→ What you need to do: Give back all of the records, exactly and completely.

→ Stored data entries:
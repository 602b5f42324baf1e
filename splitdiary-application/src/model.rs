use indexmap::IndexMap;
use splitdiary_domain::{
    DEFAULT_EVENT_ID, DEFAULT_EVENT_NAME, Expense, Money, ParticipantId, ParticipantList,
    PendingConfirmation, SettlementInstruction, SettlementRecord,
};
use std::fmt;

#[derive(Debug, Clone, PartialEq, Eq, Hash)]
pub struct DiaryId(String);

impl DiaryId {
    pub fn new(id: impl Into<String>) -> Self {
        Self(id.into())
    }

    pub fn as_str(&self) -> &str {
        &self.0
    }
}

impl fmt::Display for DiaryId {
    fn fmt(&self, f: &mut fmt::Formatter<'_>) -> fmt::Result {
        f.write_str(&self.0)
    }
}

#[derive(Debug, Clone, PartialEq, Eq)]
pub struct DiaryPerson {
    pub name: String,
    pub user_id: Option<String>,
}

/// A named group of expenses inside a diary, such as one day of a trip.
#[derive(Debug, Clone, PartialEq, Eq)]
pub struct DiaryEvent {
    pub id: String,
    pub name: String,
    pub order: i64,
}

impl DiaryEvent {
    pub fn general() -> Self {
        Self {
            id: DEFAULT_EVENT_ID.to_owned(),
            name: DEFAULT_EVENT_NAME.to_owned(),
            order: 0,
        }
    }
}

/// The expenses filed under one event.
#[derive(Debug, Clone, PartialEq)]
pub struct EventExpenses<'a> {
    pub event_id: &'a str,
    pub name: &'a str,
    pub expenses: Vec<&'a Expense>,
}

/// Rows dropped while reading a stored diary.
#[derive(Debug, Clone, Copy, Default, PartialEq, Eq)]
pub struct SkippedRecords {
    pub expenses: usize,
    pub settlements: usize,
}

impl SkippedRecords {
    pub fn total(&self) -> usize {
        self.expenses + self.settlements
    }
}

/// One consistent read of a diary.
#[derive(Debug, Clone, PartialEq)]
pub struct DiarySnapshot {
    pub diary_id: DiaryId,
    pub name: String,
    pub participants: ParticipantList,
    pub people: IndexMap<ParticipantId, DiaryPerson>,
    /// Display order.
    pub events: Vec<DiaryEvent>,
    pub expenses: Vec<Expense>,
    pub settlements: Vec<SettlementRecord>,
    pub skipped: SkippedRecords,
}

impl DiarySnapshot {
    /// Non-empty events in display order. Expenses that name an event the
    /// diary no longer lists fall under the default event.
    pub fn expenses_by_event(&self) -> Vec<EventExpenses<'_>> {
        let mut groups: IndexMap<&str, EventExpenses<'_>> = self
            .events
            .iter()
            .map(|event| {
                (
                    event.id.as_str(),
                    EventExpenses {
                        event_id: &event.id,
                        name: &event.name,
                        expenses: Vec::new(),
                    },
                )
            })
            .collect();
        if !groups.contains_key(DEFAULT_EVENT_ID) {
            groups.insert(
                DEFAULT_EVENT_ID,
                EventExpenses {
                    event_id: DEFAULT_EVENT_ID,
                    name: DEFAULT_EVENT_NAME,
                    expenses: Vec::new(),
                },
            );
        }

        for expense in &self.expenses {
            let key = if groups.contains_key(expense.event_id()) {
                expense.event_id()
            } else {
                DEFAULT_EVENT_ID
            };
            if let Some(group) = groups.get_mut(key) {
                group.expenses.push(expense);
            }
        }

        groups
            .into_values()
            .filter(|group| !group.expenses.is_empty())
            .collect()
    }
}

#[derive(Debug, Clone, PartialEq)]
pub struct ParticipantBalance {
    pub id: ParticipantId,
    pub balance: Money,
}

#[derive(Debug, Clone, PartialEq)]
pub struct LedgerSummary {
    pub balances: Vec<ParticipantBalance>,
    pub instructions: Vec<SettlementInstruction>,
    pub residual: Money,
    pub conserved: bool,
    pub pending_confirmations: Vec<PendingConfirmation>,
}

impl LedgerSummary {
    pub fn balance_of(&self, id: &ParticipantId) -> Money {
        self.balances
            .iter()
            .find(|entry| &entry.id == id)
            .map(|entry| entry.balance)
            .unwrap_or_default()
    }

    pub fn is_settled(&self) -> bool {
        self.instructions.is_empty() && self.pending_confirmations.is_empty()
    }
}

/// What one participant has to receive and pay across a diary.
#[derive(Debug, Clone, Copy, Default, PartialEq)]
pub struct ParticipantPosition {
    pub balance: Money,
    pub to_receive_count: usize,
    pub to_receive_total: Money,
    pub to_pay_count: usize,
    pub to_pay_total: Money,
    /// Marked as paid by this participant, still waiting on the creditor.
    pub awaiting_confirmation: Money,
}

/// Reasons a participant cannot leave a diary yet.
#[derive(Debug, Clone, PartialEq, Default)]
pub struct LeaveCheck {
    pub has_expenses: bool,
    pub has_settlements: bool,
    pub pending_instructions: Vec<SettlementInstruction>,
}

impl LeaveCheck {
    pub fn can_leave(&self) -> bool {
        !self.has_expenses && !self.has_settlements && self.pending_instructions.is_empty()
    }
}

→ Response:
repository 602b5f42324baf1e
filename splitdiary-application/src/model.rs
use indexmap::IndexMap;
use splitdiary_domain::{
    DEFAULT_EVENT_ID, DEFAULT_EVENT_NAME, Expense, Money, ParticipantId, ParticipantList,
    PendingConfirmation, SettlementInstruction, SettlementRecord,
};
use std::fmt;

#[derive(Debug, Clone, PartialEq, Eq, Hash)]
pub struct DiaryId(String);

impl DiaryId {
    pub fn new(id: impl Into<String>) -> Self {
        Self(id.into())
    }

    pub fn as_str(&self) -> &str {
        &self.0
    }
}

impl fmt::Display for DiaryId {
    fn fmt(&self, f: &mut fmt::Formatter<'_>) -> fmt::Result {
        f.write_str(&self.0)
    }
}

#[derive(Debug, Clone, PartialEq, Eq)]
pub struct DiaryPerson {
    pub name: String,
    pub user_id: Option<String>,
}

/// A named group of expenses inside a diary, such as one day of a trip.
#[derive(Debug, Clone, PartialEq, Eq)]
pub struct DiaryEvent {
    pub id: String,
    pub name: String,
    pub order: i64,
}

impl DiaryEvent {
    pub fn general() -> Self {
        Self {
            id: DEFAULT_EVENT_ID.to_owned(),
            name: DEFAULT_EVENT_NAME.to_owned(),
            order: 0,
        }
    }
}

/// The expenses filed under one event.
#[derive(Debug, Clone, PartialEq)]
pub struct EventExpenses<'a> {
    pub event_id: &'a str,
    pub name: &'a str,
    pub expenses: Vec<&'a Expense>,
}

/// Rows dropped while reading a stored diary.
#[derive(Debug, Clone, Copy, Default, PartialEq, Eq)]
pub struct SkippedRecords {
    pub expenses: usize,
    pub settlements: usize,
}

impl SkippedRecords {
    pub fn total(&self) -> usize {
        self.expenses + self.settlements
    }
}

/// One consistent read of a diary.
#[derive(Debug, Clone, PartialEq)]
pub struct DiarySnapshot {
    pub diary_id: DiaryId,
    pub name: String,
    pub participants: ParticipantList,
    pub people: IndexMap<ParticipantId, DiaryPerson>,
    /// Display order.
    pub events: Vec<DiaryEvent>,
    pub expenses: Vec<Expense>,
    pub settlements: Vec<SettlementRecord>,
    pub skipped: SkippedRecords,
}

impl DiarySnapshot {
    /// Non-empty events in display order. Expenses that name an event the
    /// diary no longer lists fall under the default event.
    pub fn expenses_by_event(&self) -> Vec<EventExpenses<'_>> {
        let mut groups: IndexMap<&str, EventExpenses<'_>> = self
            .events
            .iter()
            .map(|event| {
                (
                    event.id.as_str(),
                    EventExpenses {
                        event_id: &event.id,
                        name: &event.name,
                        expenses: Vec::new(),
                    },
                )
            })
            .collect();
        if !groups.contains_key(DEFAULT_EVENT_ID) {
            groups.insert(
                DEFAULT_EVENT_ID,
                EventExpenses {
                    event_id: DEFAULT_EVENT_ID,
                    name: DEFAULT_EVENT_NAME,
                    expenses: Vec::new(),
                },
            );
        }

        for expense in &self.expenses {
            let key = if groups.contains_key(expense.event_id()) {
                expense.event_id()
            } else {
                DEFAULT_EVENT_ID
            };
            if let Some(group) = groups.get_mut(key) {
                group.expenses.push(expense);
            }
        }

        groups
            .into_values()
            .filter(|group| !group.expenses.is_empty())
            .collect()
    }
}

#[derive(Debug, Clone, PartialEq)]
pub struct ParticipantBalance {
    pub id: ParticipantId,
    pub balance: Money,
}

#[derive(Debug, Clone, PartialEq)]
pub struct LedgerSummary {
    pub balances: Vec<ParticipantBalance>,
    pub instructions: Vec<SettlementInstruction>,
    pub residual: Money,
    pub conserved: bool,
    pub pending_confirmations: Vec<PendingConfirmation>,
}

impl LedgerSummary {
    pub fn balance_of(&self, id: &ParticipantId) -> Money {
        self.balances
            .iter()
            .find(|entry| &entry.id == id)
            .map(|entry| entry.balance)
            .unwrap_or_default()
    }

    pub fn is_settled(&self) -> bool {
        self.instructions.is_empty() && self.pending_confirmations.is_empty()
    }
}

/// What one participant has to receive and pay across a diary.
#[derive(Debug, Clone, Copy, Default, PartialEq)]
pub struct ParticipantPosition {
    pub balance: Money,
    pub to_receive_count: usize,
    pub to_receive_total: Money,
    pub to_pay_count: usize,
    pub to_pay_total: Money,
    /// Marked as paid by this participant, still waiting on the creditor.
    pub awaiting_confirmation: Money,
}

/// Reasons a participant cannot leave a diary yet.
#[derive(Debug, Clone, PartialEq, Default)]
pub struct LeaveCheck {
    pub has_expenses: bool,
    pub has_settlements: bool,
    pub pending_instructions: Vec<SettlementInstruction>,
}

impl LeaveCheck {
    pub fn can_leave(&self) -> bool {
        !self.has_expenses && !self.has_settlements && self.pending_instructions.is_empty()
    }
}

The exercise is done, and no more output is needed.